Advanced carbon-based life form David Hanson has plans for the future.
by Jessica Jones

MR. ROBOTO: David Hanson is never lonely among his synthetic friends.

Current technology has caught up with yesterday’s best science-fiction writers. Don’t think so? Just ask Philip K. Dick. Not the “real” Dick, author of Blade Runner, Total Recall, and more, but David Hanson’s version. The real Dick died more than 20 years ago. The simulated Dick is just getting started.

Hanson, CEO of Dallas-based Hanson Robotics, leads a team of scientists and software designers intent on raising the sophistication of robots to the next level, inspired by the work of Dick. Not coincidentally, Hanson designed his latest prototype in the image of the science-fiction author.

“His work brought up questions of what was human,” Hanson says. “I’m looking at taking what’s best about humanity and figuring out how to emulate that in our technology.”

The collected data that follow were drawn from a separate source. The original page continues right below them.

//! Tessera API composition root.

#![forbid(unsafe_code)]

mod api_config;
mod api_router;
mod api_services;
mod dto;
mod error;
mod handlers;
mod middleware;
mod state;

use tessera_core::AppError;
use tracing::info;

use crate::api_config::{ApiConfig, StoreBackend};

#[tokio::main]
async fn main() -> Result<(), AppError> {
    dotenvy::dotenv().ok();
    api_config::init_tracing();

    let config = ApiConfig::load()?;

    if config.migrate_only {
        if let StoreBackend::Postgres {
            database_url,
            max_connections,
        } = &config.store_backend
        {
            api_services::connect_and_migrate(database_url, *max_connections).await?;
        }
        info!("database migrations applied successfully");
        return Ok(());
    }

    let app_state = api_services::build_app_state(&config).await?;
    let app = api_router::build_router(app_state, &config.frontend_url)?;

    let address = config.socket_address()?;
    let listener = tokio::net::TcpListener::bind(address)
        .await
        .map_err(|error| AppError::Internal(format!("failed to bind listener: {error}")))?;

    info!(%address, "tessera-api listening");

    axum::serve(listener, app)
        .await
        .map_err(|error| AppError::Internal(format!("api server error: {error}")))
}
use std::fmt::{Display, Formatter};

use serde::{Deserialize, Serialize};
use tessera_core::{AppError, AppResult, validate_record_key};
use uuid::Uuid;

macro_rules! record_id {
    ($(#[$meta:meta])* $name:ident, $label:literal, $prefix:literal) => {
        $(#[$meta])*
        #[derive(Debug, Clone, PartialEq, Eq, Hash, PartialOrd, Ord, Serialize, Deserialize)]
        #[serde(try_from = "String", into = "String")]
        pub struct $name(String);

        impl $name {
            /// Creates a validated identifier from a caller-supplied key.
            pub fn new(value: impl Into<String>) -> AppResult<Self> {
                validate_record_key($label, value).map(Self)
            }

            /// Allocates a fresh random identifier.
            #[must_use]
            pub fn generate() -> Self {
                Self(format!("{}-{}", $prefix, Uuid::new_v4().simple()))
            }

            /// Returns the identifier string.
            #[must_use]
            pub fn as_str(&self) -> &str {
                self.0.as_str()
            }
        }

        impl TryFrom<String> for $name {
            type Error = AppError;

            fn try_from(value: String) -> Result<Self, Self::Error> {
                Self::new(value)
            }
        }

        impl From<$name> for String {
            fn from(value: $name) -> Self {
                value.0
            }
        }

        impl Display for $name {
            fn fmt(&self, formatter: &mut Formatter<'_>) -> std::fmt::Result {
                formatter.write_str(self.0.as_str())
            }
        }
    };
}

record_id!(
    /// Personnel record identifier, unique within a company.
    PersonnelId,
    "personnel id",
    "p"
);

record_id!(
    /// Task identifier, unique within a company.
    TaskId,
    "task id",
    "t"
);

record_id!(
    /// Announcement identifier, unique within a company.
    AnnouncementId,
    "announcement id",
    "a"
);

#[cfg(test)]
mod tests {
    use super::{PersonnelId, TaskId};

    #[test]
    fn generated_ids_pass_key_validation() {
        let generated = PersonnelId::generate();
        assert!(generated.as_str().starts_with("p-"));
        assert_eq!(PersonnelId::new(generated.as_str()), Ok(generated));
    }

    #[test]
    fn supplied_ids_are_validated() {
        assert!(TaskId::new("").is_err());
        assert!(TaskId::new("task 1").is_err());
        assert!(TaskId::new("task-1").is_ok());
    }
}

With 11,000 pages of Dick’s writing stored in its memory bank, the robot can carry on a conversation. With 60 sensors in its face alone, Hanson’s robot can smile, frown, smirk, and more. Cameras behind its eyes can recognize passersby. And with Hanson’s patent-pending Frubber—a polymer material that looks and moves like human skin but is lightweight enough to be used on a mobile machine—robot Dick not only acts life-like, but it looks real, too.

Hanson started making robots while still in college and landed a job sculpting for Walt Disney’s Imagineering. He eventually left the Magic Kingdom for the University of Texas at Dallas, where an interactive arts and engineering program encouraged the exploration of human-like robots. Hanson took to it like an android takes to a plasma bath.

Hanson sees the practical uses of these robots as limitless. Robots could be tutoring kids, providing medical care for elders, or acting as virtual friends for socially impaired individuals in the not-so-distant future. Educational prototypes are already in testing, and Hanson expects medical models to be completed in three to five years.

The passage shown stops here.